The question often arises as to what proportion of Catholics served in the American armies. John Carroll's says this about Catholic participation: "Their blood flowed as freely, in proportion to their numbers, to cement the fabric of independence as that of their fellow citizens. They concurred with perhaps greater unanimity than any other body of men in recommending and promoting from whose influence America anticipates all the blessings of justice, peace, plenty, good orders, and civil and religious liberty." Some Catholics were more prominent than others. Thomas Fitzsimmons was Washington's secretary and aide-de-camp. General Moylan was quartermaster general and afterwards in command of a cavalry regiment. John Barry is regarded as the father of the American navy. Another notable was Thomas Lloyd (stenographer).[45]
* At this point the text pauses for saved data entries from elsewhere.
//! Handlers for site settings (`/settings`, `/admin/settings/{key}`).

use alms_core::error::CoreError;
use alms_db::models::site_setting::SiteSetting;
use alms_db::repositories::SiteSettingRepo;
use alms_events::bus::EVENT_SETTING_UPDATED;
use alms_events::PlatformEvent;
use axum::extract::{Path, State};
use axum::Json;
use serde::Deserialize;

use crate::error::{AppError, AppResult};
use crate::middleware::rbac::RequireAdmin;
use crate::response::DataResponse;
use crate::state::AppState;

/// Maximum length of a setting key.
const MAX_KEY_LENGTH: usize = 100;

/// Request body for `PUT /admin/settings/{key}`.
#[derive(Debug, Deserialize)]
pub struct UpdateSettingRequest {
    pub value: serde_json::Value,
}

/// GET /api/v1/settings
pub async fn list_settings(
    State(state): State<AppState>,
) -> AppResult<Json<DataResponse<Vec<SiteSetting>>>> {
    let settings = SiteSettingRepo::list(&state.pool).await?;
    Ok(Json(DataResponse { data: settings }))
}

/// PUT /api/v1/admin/settings/{key}
///
/// Create or replace a setting.
pub async fn upsert_setting(
    State(state): State<AppState>,
    RequireAdmin(admin): RequireAdmin,
    Path(key): Path<String>,
    Json(input): Json<UpdateSettingRequest>,
) -> AppResult<Json<DataResponse<SiteSetting>>> {
    validate_key(&key)?;

    let setting = SiteSettingRepo::upsert(&state.pool, &key, &input.value).await?;

    state.event_bus.publish(
        PlatformEvent::new(EVENT_SETTING_UPDATED)
            .with_source("site_setting", setting.id)
            .with_actor(admin.user_id)
            .with_payload(serde_json::json!({ "key": setting.key })),
    );

    Ok(Json(DataResponse { data: setting }))
}

/// Keys are lowercase `[a-z0-9_.]`, at most [`MAX_KEY_LENGTH`] characters.
fn validate_key(key: &str) -> Result<(), AppError> {
    let valid = !key.is_empty()
        && key.len() <= MAX_KEY_LENGTH
        && key
            .chars()
            .all(|c| c.is_ascii_lowercase() || c.is_ascii_digit() || c == '_' || c == '.');
    if valid {
        Ok(())
    } else {
        Err(AppError::Core(CoreError::Validation(format!(
            "Invalid setting key '{key}'"
        ))))
    }
}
The French alliance also had a considerable effect upon the fortunes of the American Catholic Church. Washington, for example, issued strict orders in 1775 that "Pope's Day," the colonial equivalent of Guy Fawkes Night, was not to be celebrated, lest the sensibilities of the French should be offended. Massachusetts sent a chaplain to the French fleet when it arrived. And when the French fleet appeared at Newport, Rhode Island, that colony repealed its act of 1664 that refused citizenship to Catholics. Foreign officers who served, either as soldiers of fortune in the American army or with the French allies, also put the Revolution in debt to Catholics, especially owing to Count Casimir Pulaski, Tadeusz Kosciuszko, De Grasse, Jean-Baptiste Donatien de Vimeur, comte de Rochambeau, Charles Hector, comte d'Estaing, and Marquis de Lafayette. Likewise, Bernardo de Galvez, the Governor of Louisiana, who prevented Louisiana's seizure by the British. His efforts prevented the British from gaining a position on the west bank of the Mississippi, crucial for keeping the British out of that area at the end of the war. Galveston, Texas is named after him.[46]
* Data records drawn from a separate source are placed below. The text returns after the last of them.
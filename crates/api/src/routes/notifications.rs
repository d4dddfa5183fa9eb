use axum::routing::post;
use axum::Router;

use crate::handlers::notifications;
use crate::state::AppState;

/// Routes mounted at `/notifications`.
///
/// ```text
/// POST /email -> send_email (admin or moderator)
/// ```
pub fn router() -> Router<AppState> {
    Router::new().route("/email", post(notifications::send_email))
}
//! Aid request statuses and review transitions.
//!
//! An aid request is an applicant's submission for assistance. Staff move it
//! through review; an approved request can be published as a cause.

use crate::error::CoreError;

/* --------------------------------------------------------------------------
Constants
-------------------------------------------------------------------------- */

/// Submitted and waiting for staff.
pub const AID_STATUS_PENDING: &str = "pending";

/// Picked up by a reviewer.
pub const AID_STATUS_UNDER_REVIEW: &str = "under_review";

/// Accepted; may have been published as a cause.
pub const AID_STATUS_APPROVED: &str = "approved";

/// Declined.
pub const AID_STATUS_REJECTED: &str = "rejected";

/// All valid aid request status values.
pub const VALID_AID_STATUSES: &[&str] = &[
    AID_STATUS_PENDING,
    AID_STATUS_UNDER_REVIEW,
    AID_STATUS_APPROVED,
    AID_STATUS_REJECTED,
];

/// Maximum number of supporting documents per request.
pub const MAX_DOCUMENTS: usize = 10;

/* --------------------------------------------------------------------------
Validation functions
-------------------------------------------------------------------------- */

/// Validate that a status string is one of the accepted values.
pub fn validate_aid_status(status: &str) -> Result<(), CoreError> {
    if VALID_AID_STATUSES.contains(&status) {
        Ok(())
    } else {
        Err(CoreError::Validation(format!(
            "Invalid aid request status '{status}'. Must be one of: {}",
            VALID_AID_STATUSES.join(", ")
        )))
    }
}

/// Whether a request in `status` can no longer change.
pub fn is_terminal(status: &str) -> bool {
    status == AID_STATUS_APPROVED || status == AID_STATUS_REJECTED
}

/// Validate a review transition from `from` to `to`.
///
/// `pending` may move to any other status, `under_review` only to a
/// decision, and decisions are final.
pub fn validate_transition(from: &str, to: &str) -> Result<(), CoreError> {
    validate_aid_status(to)?;

    let allowed = match from {
        AID_STATUS_PENDING => to != AID_STATUS_PENDING,
        AID_STATUS_UNDER_REVIEW => to == AID_STATUS_APPROVED || to == AID_STATUS_REJECTED,
        _ => false,
    };

    if allowed {
        Ok(())
    } else {
        Err(CoreError::Conflict(format!(
            "Aid request cannot move from '{from}' to '{to}'"
        )))
    }
}

#[cfg(test)]
mod tests {
    use super::*;

    #[test]
    fn test_pending_can_move_anywhere_else() {
        assert!(validate_transition(AID_STATUS_PENDING, AID_STATUS_UNDER_REVIEW).is_ok());
        assert!(validate_transition(AID_STATUS_PENDING, AID_STATUS_APPROVED).is_ok());
        assert!(validate_transition(AID_STATUS_PENDING, AID_STATUS_REJECTED).is_ok());
        assert!(validate_transition(AID_STATUS_PENDING, AID_STATUS_PENDING).is_err());
    }

    #[test]
    fn test_under_review_only_to_a_decision() {
        assert!(validate_transition(AID_STATUS_UNDER_REVIEW, AID_STATUS_APPROVED).is_ok());
        assert!(validate_transition(AID_STATUS_UNDER_REVIEW, AID_STATUS_REJECTED).is_ok());
        assert!(validate_transition(AID_STATUS_UNDER_REVIEW, AID_STATUS_PENDING).is_err());
    }

    #[test]
    fn test_decisions_are_final() {
        assert!(is_terminal(AID_STATUS_APPROVED));
        assert!(is_terminal(AID_STATUS_REJECTED));
        assert!(!is_terminal(AID_STATUS_PENDING));
        let err = validate_transition(AID_STATUS_APPROVED, AID_STATUS_REJECTED).unwrap_err();
        assert!(matches!(err, CoreError::Conflict(_)));
    }

    #[test]
    fn test_unknown_target_is_a_validation_error() {
        let err = validate_transition(AID_STATUS_PENDING, "archived").unwrap_err();
        assert!(matches!(err, CoreError::Validation(_)));
    }
}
In 1787 two Catholics, Daniel Carroll and Thomas Fitzsimmons, were members of the Continental Congress that met in Philadelphia to help frame the new United States Constitution.[47] Four years later, in 1791, the First Amendment to the American Constitution was ratified. This amendment included the wording, "Congress shall make no law respecting an establishment of religion, or prohibiting the free exercise thereof..." This amendment officially granted freedom of religion to all American citizens, and began the eventual repeal of all anti-Catholic laws from the statute books of all of the new American states.
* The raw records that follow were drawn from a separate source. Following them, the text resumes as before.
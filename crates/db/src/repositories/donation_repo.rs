//! Repository for the `donations` table.
//!
//! Completed donations are written through [`DonationRepo::record_completed`],
//! which is idempotent on `payment_reference`: the unique constraint plus
//! `ON CONFLICT DO NOTHING` guarantees one row per gateway transaction even
//! when redirect verification and the webhook race each other.

use alms_core::types::DbId;
use sqlx::PgPool;

use crate::models::donation::{
    CreateDonation, Donation, DonationTotals, PublicDonation, RecordedDonation,
};

/// Column list shared across queries to avoid repetition.
const COLUMNS: &str = "id, payment_reference, gateway_transaction_id, cause_id, user_id, \
                       donor_email, donor_name, amount_minor, currency, is_recurring, \
                       is_anonymous, message, status, paid_at, metadata, created_at, updated_at";

/// Provides persistence for donations.
pub struct DonationRepo;

impl DonationRepo {
    /// Insert a verified donation exactly once and credit its cause.
    ///
    /// Runs in a single transaction:
    /// 1. `INSERT ... ON CONFLICT (payment_reference) DO NOTHING`.
    /// 2. If a row was inserted and it is linked to a cause in the same
    ///    currency, add the amount to `causes.raised_minor`.
    /// 3. If nothing was inserted, return the existing row with
    ///    `created = false` and leave the cause untouched.
    ///
    /// `cause_id` / `user_id` are only linked when the referenced rows exist,
    /// so stale checkout metadata cannot fail the insert on a foreign key.
    pub async fn record_completed(
        pool: &PgPool,
        input: &CreateDonation,
    ) -> Result<RecordedDonation, sqlx::Error> {
        let mut tx = pool.begin().await?;

        let insert = format!(
            "INSERT INTO donations (
                payment_reference, gateway_transaction_id, cause_id, user_id,
                donor_email, donor_name, amount_minor, currency, is_recurring,
                is_anonymous, message, status, paid_at, metadata
             )
             VALUES (
                $1, $2,
                (SELECT id FROM causes WHERE id = $3),
                (SELECT id FROM users WHERE id = $4),
                $5, $6, $7, $8, $9, $10, $11, $12, $13, $14
             )
             ON CONFLICT (payment_reference) DO NOTHING
             RETURNING {COLUMNS}"
        );
        let inserted = sqlx::query_as::<_, Donation>(&insert)
            .bind(&input.payment_reference)
            .bind(&input.gateway_transaction_id)
            .bind(input.cause_id)
            .bind(input.user_id)
            .bind(&input.donor_email)
            .bind(&input.donor_name)
            .bind(input.amount_minor)
            .bind(&input.currency)
            .bind(input.is_recurring)
            .bind(input.is_anonymous)
            .bind(&input.message)
            .bind(&input.status)
            .bind(input.paid_at)
            .bind(&input.metadata)
            .fetch_optional(&mut *tx)
            .await?;

        let recorded = match inserted {
            Some(donation) => {
                if let Some(cause_id) = donation.cause_id {
                    let credited = sqlx::query(
                        "UPDATE causes SET raised_minor = raised_minor + $2
                         WHERE id = $1 AND currency = $3",
                    )
                    .bind(cause_id)
                    .bind(donation.amount_minor)
                    .bind(&donation.currency)
                    .execute(&mut *tx)
                    .await?
                    .rows_affected();
                    if credited == 0 {
                        tracing::warn!(
                            reference = %donation.payment_reference,
                            cause_id,
                            currency = %donation.currency,
                            "Donation currency differs from cause currency, cause not credited"
                        );
                    }
                }
                RecordedDonation {
                    donation,
                    created: true,
                }
            }
            None => {
                let select = format!("SELECT {COLUMNS} FROM donations WHERE payment_reference = $1");
                let donation = sqlx::query_as::<_, Donation>(&select)
                    .bind(&input.payment_reference)
                    .fetch_one(&mut *tx)
                    .await?;
                tracing::debug!(
                    reference = %input.payment_reference,
                    donation_id = donation.id,
                    "Donation already recorded for reference"
                );
                RecordedDonation {
                    donation,
                    created: false,
                }
            }
        };

        tx.commit().await?;
        Ok(recorded)
    }

    /// Find a donation by internal ID.
    pub async fn find_by_id(pool: &PgPool, id: DbId) -> Result<Option<Donation>, sqlx::Error> {
        let query = format!("SELECT {COLUMNS} FROM donations WHERE id = $1");
        sqlx::query_as::<_, Donation>(&query)
            .bind(id)
            .fetch_optional(pool)
            .await
    }

    /// Find a donation by its gateway payment reference.
    pub async fn find_by_reference(
        pool: &PgPool,
        reference: &str,
    ) -> Result<Option<Donation>, sqlx::Error> {
        let query = format!("SELECT {COLUMNS} FROM donations WHERE payment_reference = $1");
        sqlx::query_as::<_, Donation>(&query)
            .bind(reference)
            .fetch_optional(pool)
            .await
    }

    /// List donations newest first, optionally for one cause.
    pub async fn list(
        pool: &PgPool,
        cause_id: Option<DbId>,
        limit: i64,
        offset: i64,
    ) -> Result<Vec<Donation>, sqlx::Error> {
        let query = format!(
            "SELECT {COLUMNS} FROM donations
             WHERE ($1::BIGINT IS NULL OR cause_id = $1)
             ORDER BY created_at DESC, id DESC
             LIMIT $2 OFFSET $3"
        );
        sqlx::query_as::<_, Donation>(&query)
            .bind(cause_id)
            .bind(limit)
            .bind(offset)
            .fetch_all(pool)
            .await
    }

    /// Donations made by a signed-in donor: linked to the account, or made as
    /// a guest with the account's email.
    pub async fn list_for_donor(
        pool: &PgPool,
        user_id: DbId,
        email: &str,
        limit: i64,
        offset: i64,
    ) -> Result<Vec<Donation>, sqlx::Error> {
        let query = format!(
            "SELECT {COLUMNS} FROM donations
             WHERE user_id = $1 OR donor_email = $2
             ORDER BY created_at DESC, id DESC
             LIMIT $3 OFFSET $4"
        );
        sqlx::query_as::<_, Donation>(&query)
            .bind(user_id)
            .bind(email)
            .bind(limit)
            .bind(offset)
            .fetch_all(pool)
            .await
    }

    /// Completed donations for a cause's donor wall, anonymised.
    pub async fn list_public_for_cause(
        pool: &PgPool,
        cause_id: DbId,
        limit: i64,
        offset: i64,
    ) -> Result<Vec<PublicDonation>, sqlx::Error> {
        sqlx::query_as::<_, PublicDonation>(
            "SELECT id,
                    CASE WHEN is_anonymous OR donor_name IS NULL THEN 'Anonymous'
                         ELSE donor_name END AS donor_name,
                    amount_minor, currency, message, created_at
             FROM donations
             WHERE cause_id = $1 AND status = 'completed'
             ORDER BY created_at DESC, id DESC
             LIMIT $2 OFFSET $3",
        )
        .bind(cause_id)
        .bind(limit)
        .bind(offset)
        .fetch_all(pool)
        .await
    }

    /// Completed-donation totals grouped by currency.
    pub async fn totals(pool: &PgPool) -> Result<Vec<DonationTotals>, sqlx::Error> {
        sqlx::query_as::<_, DonationTotals>(
            "SELECT currency,
                    COALESCE(SUM(amount_minor), 0)::BIGINT AS total_minor,
                    COUNT(*) AS donation_count,
                    COUNT(DISTINCT donor_email) AS donor_count,
                    COUNT(*) FILTER (WHERE is_recurring) AS recurring_count
             FROM donations
             WHERE status = 'completed'
             GROUP BY currency
             ORDER BY currency ASC",
        )
        .fetch_all(pool)
        .await
    }
}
[edit] 19th century (1800–1900)

The nave of the St. Patrick's Cathedral, New York City

The number of Catholics in the Continental United States increased almost overnight with the Louisiana Purchase in 1803, the Adams–Onís Treaty (purchasing Florida) in 1819, and in 1847 with the incorporation of the northern territories of Mexico into the United States (Mexican Cession) at the end of the Mexican–American War.[48][49] Catholics formed the majority in these continental areas and had been there for centuries.[50] Most were descendants of the original settlers, dating back to the 16th and 17th centuries, benefiting in the Southwest, for example, from the livestock industry introduced by Jesuit priest Eusebio Kino in 1687.[51][52][53] However, US Catholics increased most dramatically and significantly in the latter half of the 19th century and the early 20th century due to a massive influx of European immigrants from Ireland, Italy, Germany (especially the south and west), Austria–Hungary, and the Russian Empire (largely Poles). Substantial numbers of Catholics also came from French Canada during the mid-19th century and settled in New England. Although these ethnic groups tended to live and worship apart initially, over time they intermarried so that, in modern times, many Catholics are descended from more than one ethnicity.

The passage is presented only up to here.